In spite of the reality of the modern age of instant accessibility to uncountable amounts of information, the stigma of HOME SCHOOLING remains. Even when all the arguments are presented and then summarily rebutted, the naysayers will toss out their hidden ace - socialization - what about kids socializing with others so they can become NORMAL.
Right.
I’ll move on to the real point of this rant so as not to expose the naysayers standing over their dead horse.
Recently a nervous new homeschool mom, who pulled her daughter out of public school because of vicious bullying, came to observe our Enrichment Thursday. Her sweet daughter joined our cooking and art classes and ‘socialized’ joyfully with us.
While the kids were working on a project, the mom and I talked about homeschooling. She is understandably worried that she won’t do a good job. She has always sent her daughter off to public school and therefore blindly trusted that her daughter was being properly educated.
She fretted that she didn’t know what curriculum to start with. What should she be teaching her daughter?
I asked her - “What do you want her to know?” She looked perplexed and then replied,
“I want her to know how to take tests so she can go to college.”
After I digested that for a few seconds, squelching my internal fury rising up over how the last several decades of teaching-to-the-test has destroyed centuries of basic knowledge building, I replied, “What if ten highly credentialed educators were asked to form a list of 500 things all children should learn between kindergarten and 12th grade, do you think there would be ten identical lists?”
“No, of course not,” she replied.
“Why not?”
“Well, they would all have their own ideas about what kids should learn,” she concluded.
“So, which one would have the correct list?” I tossed out.
She had no answer.
And that, then, is the point. In this era of abundant and easy access to information, and given the rise of home schooling, the hundreds of options for available curriculum online and work books and learning materials, the what/how-to-teach is not the issue.
“What is knowledge?” is the question that begs to be addressed.
What do you want your child to know? How about how to make change? There are plenty of high school graduates who work in fast food restaurants who cannot make change without a calculator. Who cannot read cursive. Who do not know who the vice president is. Who have no idea where England is on a map or even how to use a map. Who cannot read and follow instructions. Who have no idea what time management is. Who have no idea how to balance a checkbook.
The ultimate goal of education is more than acquiring information. It is learning how to learn, creating the desire to continue learning and the ability to use the infinite resources available.
What should kids learn in school? Curriculum depends on who is in charge of their edumacation.
For Him,
Thank you for this. You've given me a great phrase to use when I describe why we've persevered in homeschooling through high school: control over the curriculum.
ReplyDeleteWe have wanted our boys to have at least one trade under their belt, even if they never are employed therein, so we've required them to take carpentry at the local vocational school for the same reason we started them in piano when they were in second grade.
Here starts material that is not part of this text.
//! Validation utilities for keymat
//!
//! Pure validation functions with no I/O dependencies.

pub mod bounds;

pub use bounds::{check_cell, check_flat, check_key};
What we have observed, however, is that kids in public school who spend half their day at the vocational school could never fit in classes like Algebra II and Chemistry, never mind being in two bands at the school. They're off site too much of the time. For us, homeschooling has given our sons the luxury of choice. They can prepare for college. They can use their music. They can learn trades that we (their parents) just don't know ourselves and so, therefore, cannot teach.
If you are weighing the pros and cons, nowadays, the list of reasons to home school is longer than the reasons to public school. Your story is an example of success. It’s not possible to argue with success though the perceptions of religious fanatics sequestered in a compound still persist regardless all the statistics that support homeschooled kids excelling in college and then going on to highly productive lives.
DeleteYou know, I get the resistance. It’s so human to object to anything that challenges a process that is embedded in the stone of tradition. After all, how is it possible that someone with no hard earned expensive degree can teach? But, truth is, homeschooling is not challenging anything. It’s just another avenue, a Plan B, an alternative, to insure that education is administered especially to children who cannot do well in a public school.